PARTICULARS OF LOANS, GUARANTEES OR INVESTMENTS

Details of Loans, Guarantees and Investments covered under the provisions of Section 186 of the Companies Act, 2013 are given in the notes to the Financial Statements.

RELATED PARTY TRANSACTIONS

All related party transactions that were entered into during the financial year were on an arm's length basis and were in the ordinary course of business. There are no materially significant related party transactions made by the Company with Promoters, Directors, Key Managerial Personnel or other designated persons which may have a potential conflict with the interest of the Company at large.
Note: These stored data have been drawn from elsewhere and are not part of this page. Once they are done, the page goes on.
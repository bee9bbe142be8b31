use console::{StyledObject, style};
use reelcheck_core::{AnalysisResult, ScoreTier, format_results_readable, present};

fn tier_style(tier: ScoreTier, text: String) -> StyledObject<String> {
    match tier {
        ScoreTier::Good => style(text).green().bold(),
        ScoreTier::Medium => style(text).yellow().bold(),
        ScoreTier::NeedsWork => style(text).red().bold(),
    }
}

/// Print the results dashboard: a styled score banner followed by the
/// readable report.
pub fn print_results(result: &AnalysisResult, featured: usize) {
    let tier = ScoreTier::from_score(result.overall_score);

    println!("{}", style("─".repeat(60)).dim());
    println!(
        "\n{}  {} {}  {}\n",
        style("Overall score").bold(),
        tier_style(tier, present::format_score(result.overall_score)),
        style("out of 10").dim(),
        style(format!("Platform: {}", result.platform)).dim()
    );

    for (title, score) in [
        ("Video", result.video.score),
        ("Audio", result.audio.score),
        ("Content", result.content.report.score),
    ] {
        println!(
            "  {:<8} {}",
            title,
            tier_style(ScoreTier::from_score(score), present::format_score(score))
        );
    }
    println!("{}", style("─".repeat(60)).dim());

    println!("{}", format_results_readable(result, featured));
}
The policy on Related Party Transactions as approved by the Board is uploaded on the Company's website. The Web link for the same is http://www.uvboards.in/pdf/UV_BOARD-RELATED_PARTY_TRANSACTION_S_POLICYpd f None of the Directors have any pecuniary relationships or transactions vis-a-vis the Company.

VIGIL MECHANISM / WHISTLE BLOWER POLICY

The Company has a vigil mechanism/Whistle Blower Policy to deal with instance of fraud and mismanagement, if any. The details of the vigil mechanism/Whistle Blower Policy is posted on the website of the Company and available in this web link: http://www.uvboards.in/pdf/UV_BOARD-WHISTLE_BLOWER_POLICYpdf.

EXTRACTOF ANNUAL RETURN

The details forming part of the extract of the Annual Return in form MGT 9 is annexed herewith as "Annexure C". CONSERVATION OF ENERGY, TECHNOLOGY ABSORPTION, FOREIGN EXCHANGE EARNINGS AND OUTGO

The information on conservation of energy, technology absorption and foreign exchange earnings and outgo stipulated under Section 134(3)(m) of the Companies Act, 2013 read with Rule, 8 of The Companies (Accounts) Rules, 2014, is annexed herewith as "Annexure D".

OBLIGATION OF COMPANY UNDER THE SEXUAL HARASSMENT OF WOMEN AT WORKPLACE (PREVENTION, PROHIBITION AND REDRESSAL) ACT, 2013.

In order to prevent sexual harassment of women at work place a new act The Sexual Harassment of Women at Workplace (Prevention, Prohibition and Redressal) Act, 2013 has been notified on 9th December, 2013. Under the said Act our company has constituted an Internal Complaints Committee to look into complaints relating to sexual harassment at work place of any women employee. During the year under review, the ICC has not received or disposed any complaints relating to sexual harassment at work place of any women employee.

HUMAN RESOURCES

Your Company treats its "human resources" as one of its most important assets.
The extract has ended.